For OAuth delegated authorization, Windchill acts as a resource provider to applications or mashups built on the ThingWorx platform. If the user grants the application permission to access their Windchill data, then the application will present an access token to Windchill when requesting data owned by the user. PTC products affix scopes to access tokens to further protect and manage access to resources. In Windchill, scopes must be registered in the securityContext.properties file. For more information, see Establish a Central Authorization Server and Configure OAuth Delegated Authorization.

In the OAuth delegated authorization scenario, PTC supports using PingFederate as a central authorization server (CAS) to manage the trust relationship between PTC products participating in an SSO federation. The CAS issues access tokens and verifies their authenticity to trusted applications. A license for PingFederate is available at no extra cost to Windchill customers that have an active maintenance agreement or a subscription license. Download a supported version of PingFederate from the PTC software download website at https://support.ptc.com/appserver/auth/it/esd/index.jsp. Follow the instructions included in the ZIP file to deploy the PingFederate license file.
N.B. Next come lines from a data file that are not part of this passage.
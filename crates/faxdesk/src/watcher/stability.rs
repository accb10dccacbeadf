//! Two-sample size check that keeps half-written files out of intake.

use std::io::Read;
use std::path::Path;
use std::time::Duration;

/// Default pause between the two size samples.
pub const DEFAULT_SETTLE_DELAY: Duration = Duration::from_millis(500);

/// File system access used by the stability check.
pub trait FileProbe: Send + Sync {
    /// Current size in bytes, `None` when the file cannot be inspected.
    fn size(&self, path: &Path) -> Option<u64>;
    /// Whether the file can be opened and read.
    fn readable(&self, path: &Path) -> bool;
    /// Waits between the two size samples.
    fn settle(&self);
}

/// Probe backed by the real file system.
#[derive(Debug, Clone)]
pub struct FsProbe {
    delay: Duration,
}

impl FsProbe {
    pub fn new(delay: Duration) -> Self {
        Self { delay }
    }
}

impl Default for FsProbe {
    fn default() -> Self {
        Self::new(DEFAULT_SETTLE_DELAY)
    }
}

impl FileProbe for FsProbe {
    fn size(&self, path: &Path) -> Option<u64> {
        std::fs::metadata(path).ok().map(|m| m.len())
    }

    fn readable(&self, path: &Path) -> bool {
        let mut buf = [0u8; 1];
        std::fs::File::open(path)
            .and_then(|mut f| f.read(&mut buf))
            .is_ok()
    }

    fn settle(&self) {
        if !self.delay.is_zero() {
            std::thread::sleep(self.delay);
        }
    }
}

/// True when the size is equal across two samples taken `settle` apart and
/// the file can be read.
pub fn is_ready(probe: &dyn FileProbe, path: &Path) -> bool {
    let Some(first) = probe.size(path) else {
        return false;
    };
    probe.settle();
    let Some(second) = probe.size(path) else {
        return false;
    };

    if first != second {
        log::debug!(
            "{} still growing ({} -> {} bytes)",
            path.display(),
            first,
            second
        );
        return false;
    }

    probe.readable(path)
}
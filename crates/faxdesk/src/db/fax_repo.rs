//! Fax repository: CRUD operations for the `faxes` table.
//!
//! Functions taking a `&Connection` are meant to be composed inside
//! `Database::with_tx`; the `&Database` variants lock for a single call.

use chrono::{DateTime, Utc};
use rusqlite::{params, Connection, OptionalExtension, Row};

use super::{format_timestamp, parse_timestamp, Database, DatabaseError};
use crate::fax::{FaxCategory, FaxRecord, FaxStatus, NewFax};

/// A raw fax row as stored.
#[derive(Debug, Clone)]
struct FaxRow {
    id: i64,
    filename: String,
    source_path: String,
    content_hash: String,
    status: String,
    ai_category: Option<String>,
    ai_confidence: Option<f64>,
    ai_reason: Option<String>,
    final_category: Option<String>,
    was_overridden: bool,
    override_reason: Option<String>,
    reviewed_by: Option<String>,
    reviewed_at: Option<String>,
    received_at: String,
    processed_at: Option<String>,
    raw_text: Option<String>,
    text_length: i64,
    summary: Option<String>,
    page_count: i64,
    is_urgent: bool,
    priority_score: i64,
    created_at: String,
    updated_at: String,
}

impl FaxRow {
    fn from_row(row: &Row<'_>) -> Result<Self, rusqlite::Error> {
        Ok(Self {
            id: row.get("id")?,
            filename: row.get("filename")?,
            source_path: row.get("source_path")?,
            content_hash: row.get("content_hash")?,
            status: row.get("status")?,
            ai_category: row.get("ai_category")?,
            ai_confidence: row.get("ai_confidence")?,
            ai_reason: row.get("ai_reason")?,
            final_category: row.get("final_category")?,
            was_overridden: row.get("was_overridden")?,
            override_reason: row.get("override_reason")?,
            reviewed_by: row.get("reviewed_by")?,
            reviewed_at: row.get("reviewed_at")?,
            received_at: row.get("received_at")?,
            processed_at: row.get("processed_at")?,
            raw_text: row.get("raw_text")?,
            text_length: row.get("text_length")?,
            summary: row.get("summary")?,
            page_count: row.get("page_count")?,
            is_urgent: row.get("is_urgent")?,
            priority_score: row.get("priority_score")?,
            created_at: row.get("created_at")?,
            updated_at: row.get("updated_at")?,
        })
    }

    fn into_record(self) -> Result<FaxRecord, DatabaseError> {
        Ok(FaxRecord {
            id: self.id,
            filename: self.filename,
            source_path: self.source_path,
            content_hash: self.content_hash,
            status: parse_status(&self.status)?,
            ai_category: parse_category("ai_category", self.ai_category)?,
            ai_confidence: self.ai_confidence,
            ai_reason: self.ai_reason,
            final_category: parse_category("final_category", self.final_category)?,
            was_overridden: self.was_overridden,
            override_reason: self.override_reason,
            reviewed_by: self.reviewed_by,
            reviewed_at: parse_optional_timestamp("reviewed_at", self.reviewed_at)?,
            received_at: parse_timestamp("received_at", &self.received_at)?,
            processed_at: parse_optional_timestamp("processed_at", self.processed_at)?,
            raw_text: self.raw_text,
            text_length: self.text_length,
            summary: self.summary,
            page_count: self.page_count,
            is_urgent: self.is_urgent,
            priority_score: self.priority_score,
            created_at: parse_timestamp("created_at", &self.created_at)?,
            updated_at: parse_timestamp("updated_at", &self.updated_at)?,
        })
    }
}

fn parse_status(value: &str) -> Result<FaxStatus, DatabaseError> {
    value.parse().map_err(|_| DatabaseError::InvalidValue {
        column: "status".to_string(),
        value: value.to_string(),
    })
}

pub(crate) fn parse_category(
    column: &str,
    value: Option<String>,
) -> Result<Option<FaxCategory>, DatabaseError> {
    match value {
        None => Ok(None),
        Some(v) => FaxCategory::parse_loose(&v)
            .map(Some)
            .ok_or(DatabaseError::InvalidValue {
                column: column.to_string(),
                value: v,
            }),
    }
}

fn parse_optional_timestamp(
    column: &str,
    value: Option<String>,
) -> Result<Option<DateTime<Utc>>, DatabaseError> {
    value.map(|v| parse_timestamp(column, &v)).transpose()
}

/// Query filter parameters for fax listing.
#[derive(Debug, Default, Clone)]
pub struct FaxFilter {
    pub status: Option<FaxStatus>,
    /// Matches either the AI category or the reviewed category.
    pub category: Option<FaxCategory>,
    pub urgent_only: bool,
    pub limit: Option<u64>,
    pub offset: Option<u64>,
}

/// Inserts a new fax and returns the stored record.
///
/// A second insert with the same content hash fails with a UNIQUE
/// violation (see `DatabaseError::is_unique_violation`).
pub fn insert(db: &Database, fax: &NewFax) -> Result<FaxRecord, DatabaseError> {
    db.with_conn(|conn| {
        let now = format_timestamp(&Utc::now());
        conn.execute(
            "INSERT INTO faxes (filename, source_path, content_hash, status, ai_category,
             ai_confidence, ai_reason, raw_text, text_length, summary, page_count,
             is_urgent, priority_score, received_at, processed_at, created_at, updated_at)
             VALUES (?1, ?2, ?3, ?4, ?5, ?6, ?7, ?8, ?9, ?10, ?11, ?12, ?13, ?14, ?15, ?16, ?16)",
            params![
                fax.filename,
                fax.source_path,
                fax.content_hash,
                fax.status.as_str(),
                fax.ai_category.as_str(),
                fax.ai_confidence,
                fax.ai_reason,
                fax.raw_text,
                fax.raw_text.chars().count() as i64,
                fax.summary,
                fax.page_count,
                fax.is_urgent,
                fax.priority_score,
                format_timestamp(&fax.received_at),
                format_timestamp(&fax.processed_at),
                now,
            ],
        )?;
        let id = conn.last_insert_rowid();
        find_in(conn, id)?.ok_or(DatabaseError::Sqlite(rusqlite::Error::QueryReturnedNoRows))
    })
}

/// Finds a fax by id on an already locked connection.
pub fn find_in(conn: &Connection, id: i64) -> Result<Option<FaxRecord>, DatabaseError> {
    conn.query_row("SELECT * FROM faxes WHERE id = ?1", params![id], FaxRow::from_row)
        .optional()?
        .map(FaxRow::into_record)
        .transpose()
}

/// Finds a fax by its id.
pub fn find_by_id(db: &Database, id: i64) -> Result<Option<FaxRecord>, DatabaseError> {
    db.with_conn(|conn| find_in(conn, id))
}

/// Finds a fax by its content hash.
pub fn find_by_hash(db: &Database, content_hash: &str) -> Result<Option<FaxRecord>, DatabaseError> {
    db.with_conn(|conn| {
        conn.query_row(
            "SELECT * FROM faxes WHERE content_hash = ?1",
            params![content_hash],
            FaxRow::from_row,
        )
        .optional()?
        .map(FaxRow::into_record)
        .transpose()
    })
}

/// Queries faxes with filters, returning (rows, total_count).
///
/// Rows are ordered by priority (highest first), then by receive time
/// (newest first).
pub fn query(db: &Database, filter: &FaxFilter) -> Result<(Vec<FaxRecord>, u64), DatabaseError> {
    db.with_conn(|conn| {
        let mut conditions = Vec::new();
        let mut param_values: Vec<Box<dyn rusqlite::types::ToSql>> = Vec::new();

        if let Some(status) = filter.status {
            conditions.push(format!("status = ?{}", param_values.len() + 1));
            param_values.push(Box::new(status.as_str()));
        }
        if let Some(category) = filter.category {
            let idx = param_values.len() + 1;
            conditions.push(format!("(ai_category = ?{idx} OR final_category = ?{idx})"));
            param_values.push(Box::new(category.as_str()));
        }
        if filter.urgent_only {
            conditions.push("is_urgent = 1".to_string());
        }

        let where_clause = if conditions.is_empty() {
            String::new()
        } else {
            format!("WHERE {}", conditions.join(" AND "))
        };

        let count_sql = format!("SELECT COUNT(*) FROM faxes {}", where_clause);
        let params_ref: Vec<&dyn rusqlite::types::ToSql> =
            param_values.iter().map(|p| p.as_ref()).collect();
        let total: u64 = conn.query_row(&count_sql, params_ref.as_slice(), |r| r.get(0))?;

        let limit = filter.limit.unwrap_or(50) as i64;
        let offset = filter.offset.unwrap_or(0) as i64;
        param_values.push(Box::new(limit));
        param_values.push(Box::new(offset));
        let query_sql = format!(
            "SELECT * FROM faxes {} ORDER BY priority_score DESC, received_at DESC, id DESC
             LIMIT ?{} OFFSET ?{}",
            where_clause,
            param_values.len() - 1,
            param_values.len()
        );

        let params_ref: Vec<&dyn rusqlite::types::ToSql> =
            param_values.iter().map(|p| p.as_ref()).collect();
        let mut stmt = conn.prepare(&query_sql)?;
        let rows: Vec<FaxRow> = stmt
            .query_map(params_ref.as_slice(), FaxRow::from_row)?
            .collect::<Result<Vec<_>, _>>()?;
        let records = rows
            .into_iter()
            .map(FaxRow::into_record)
            .collect::<Result<Vec<_>, _>>()?;

        Ok((records, total))
    })
}

/// Records an approval: the AI category becomes the final one.
pub fn mark_approved(
    conn: &Connection,
    id: i64,
    reviewer: Option<&str>,
    now: &DateTime<Utc>,
) -> Result<usize, DatabaseError> {
    let now = format_timestamp(now);
    Ok(conn.execute(
        "UPDATE faxes SET status = ?2, final_category = ai_category, was_overridden = 0,
         reviewed_by = ?3, reviewed_at = ?4, updated_at = ?4
         WHERE id = ?1",
        params![id, FaxStatus::Approved.as_str(), reviewer, now],
    )?)
}

/// Records an override with the reviewer's category and reason.
pub fn mark_overridden(
    conn: &Connection,
    id: i64,
    category: FaxCategory,
    reason: Option<&str>,
    reviewer: Option<&str>,
    now: &DateTime<Utc>,
) -> Result<usize, DatabaseError> {
    let now = format_timestamp(now);
    Ok(conn.execute(
        "UPDATE faxes SET status = ?2, final_category = ?3, was_overridden = 1,
         override_reason = ?4, reviewed_by = ?5, reviewed_at = ?6, updated_at = ?6
         WHERE id = ?1",
        params![
            id,
            FaxStatus::Overridden.as_str(),
            category.as_str(),
            reason,
            reviewer,
            now
        ],
    )?)
}

/// Updates only the status and updated_at of a fax. Returns affected rows.
pub fn update_status(
    db: &Database,
    id: i64,
    status: FaxStatus,
    now: &DateTime<Utc>,
) -> Result<usize, DatabaseError> {
    db.with_conn(|conn| {
        Ok(conn.execute(
            "UPDATE faxes SET status = ?2, updated_at = ?3 WHERE id = ?1",
            params![id, status.as_str(), format_timestamp(now)],
        )?)
    })
}

/// Deletes a fax and its feedback. Returns false when no such fax exists.
pub fn delete(db: &Database, id: i64) -> Result<bool, DatabaseError> {
    db.with_tx(|tx| -> Result<bool, DatabaseError> {
        tx.execute("DELETE FROM fax_feedback WHERE fax_id = ?1", params![id])?;
        let deleted = tx.execute("DELETE FROM faxes WHERE id = ?1", params![id])?;
        Ok(deleted > 0)
    })
}
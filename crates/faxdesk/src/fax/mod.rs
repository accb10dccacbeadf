//! Domain types for ingested faxes and their review state.

pub mod category;
pub mod record;
pub mod status;

pub use category::{CategoryInfo, FaxCategory};
pub use record::{FaxRecord, FeedbackRecord, NewFax, NewFeedback};
pub use status::FaxStatus;
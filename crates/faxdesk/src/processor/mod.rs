//! Text extraction collaborator for incoming documents.
//!
//! [`DocumentExtractor`] routes by file extension: PDFs go through lopdf's
//! text layer, TIFF scans through OCR.

pub mod ocr;
pub mod pdf;
pub mod tiff;

use std::path::Path;

use serde::Serialize;

use crate::error::ExtractError;

/// File extensions accepted from the watch folder and manual ingestion.
pub const SUPPORTED_EXTENSIONS: [&str; 3] = ["pdf", "tif", "tiff"];

#[derive(Debug, Clone, Copy, PartialEq, Eq, Serialize)]
#[serde(rename_all = "lowercase")]
pub enum DocumentFormat {
    Pdf,
    Tiff,
}

impl DocumentFormat {
    pub fn from_extension(ext: &str) -> Option<Self> {
        match ext.to_lowercase().as_str() {
            "pdf" => Some(Self::Pdf),
            "tif" | "tiff" => Some(Self::Tiff),
            _ => None,
        }
    }

    pub fn from_path(path: &Path) -> Option<Self> {
        path.extension()
            .and_then(|e| e.to_str())
            .and_then(Self::from_extension)
    }
}

/// True when `path` has one of [`SUPPORTED_EXTENSIONS`] (any case).
pub fn is_supported(path: &Path) -> bool {
    DocumentFormat::from_path(path).is_some()
}

#[derive(Debug, Clone, PartialEq, Default)]
pub struct ExtractedText {
    pub text: String,
    pub page_count: i64,
}

pub trait Extractor: Send + Sync {
    fn extract(&self, path: &Path) -> Result<ExtractedText, ExtractError>;
}

pub struct DocumentExtractor {
    pdf: pdf::PdfExtractor,
    tiff: tiff::TiffExtractor,
}

impl DocumentExtractor {
    pub fn new(ocr_languages: &[String]) -> Self {
        Self {
            pdf: pdf::PdfExtractor::new(),
            tiff: tiff::TiffExtractor::new(ocr::OcrEngine::new(ocr_languages)),
        }
    }
}

impl Extractor for DocumentExtractor {
    fn extract(&self, path: &Path) -> Result<ExtractedText, ExtractError> {
        match DocumentFormat::from_path(path) {
            Some(DocumentFormat::Pdf) => self.pdf.extract(path),
            Some(DocumentFormat::Tiff) => self.tiff.extract(path),
            None => Err(ExtractError::UnsupportedFormat(
                path.extension()
                    .and_then(|e| e.to_str())
                    .unwrap_or("")
                    .to_string(),
            )),
        }
    }
}

pub(crate) fn read_document(path: &Path) -> Result<Vec<u8>, ExtractError> {
    std::fs::read(path).map_err(|e| ExtractError::ReadDocument {
        path: path.to_path_buf(),
        source: e,
    })
}
use std::collections::{HashSet, VecDeque};
use std::path::PathBuf;

use chrono::{DateTime, Utc};
use serde::Serialize;

/// Number of error messages kept in the watcher's error log.
pub const MAX_ERRORS: usize = 10;

/// Bounded error history; the oldest entry is dropped first.
#[derive(Debug, Clone, Default)]
pub struct ErrorLog {
    entries: VecDeque<String>,
}

impl ErrorLog {
    pub fn push(&mut self, message: impl Into<String>) {
        if self.entries.len() == MAX_ERRORS {
            self.entries.pop_front();
        }
        self.entries.push_back(message.into());
    }

    pub fn len(&self) -> usize {
        self.entries.len()
    }

    pub fn is_empty(&self) -> bool {
        self.entries.is_empty()
    }

    pub fn to_vec(&self) -> Vec<String> {
        self.entries.iter().cloned().collect()
    }
}

/// In-memory watcher state. Lives as long as the watcher.
#[derive(Debug, Default)]
pub struct WatcherState {
    pub is_running: bool,
    pub last_scan_at: Option<DateTime<Utc>>,
    pub files_in_queue: usize,
    /// Files taken in or recognized as duplicates since the watcher was built.
    pub processed_count: usize,
    /// Fast-path cache of handled paths that are still in the watch folder.
    /// The content-hash check in the database stays authoritative.
    pub processed_files: HashSet<PathBuf>,
    pub errors: ErrorLog,
    pub currently_processing_file: Option<String>,
}

/// Point-in-time view of the watcher for status reporting.
#[derive(Debug, Clone, PartialEq, Serialize)]
pub struct WatcherStatus {
    pub is_running: bool,
    pub watch_folder: PathBuf,
    pub last_scan_at: Option<DateTime<Utc>>,
    pub files_in_queue: usize,
    pub processed_files: usize,
    pub errors: Vec<String>,
    pub currently_processing_file: Option<String>,
}

impl WatcherState {
    pub fn snapshot(&self, watch_folder: PathBuf) -> WatcherStatus {
        WatcherStatus {
            is_running: self.is_running,
            watch_folder,
            last_scan_at: self.last_scan_at,
            files_in_queue: self.files_in_queue,
            processed_files: self.processed_count,
            errors: self.errors.to_vec(),
            currently_processing_file: self.currently_processing_file.clone(),
        }
    }
}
For installation instructions, refer to PingFederate documentation.

It is possible to configure Windchill to use both SAML authentication and OAuth delegated authorization, the scenarios are not exclusive of the other. If you have enabled OAuth delegated authorization using PingFederate as the CAS, you can optionally use PingFederate as an identity provider (IdP) in the SAML authentication scenario. You also have the option of using a different IdP in your SAML configuration, and using PingFederate as the CAS in the OAuth configuration. Optional configuration instructions for using PingFederate as an IdP are included in Security Assertion Markup Language (SAML) Authentication.

For a full description of supported SSO use cases and the configuration steps required for setting up an SSO federation between PTC products, refer to the PTC Single Sign-on Architecture and Configuration Overview Guide.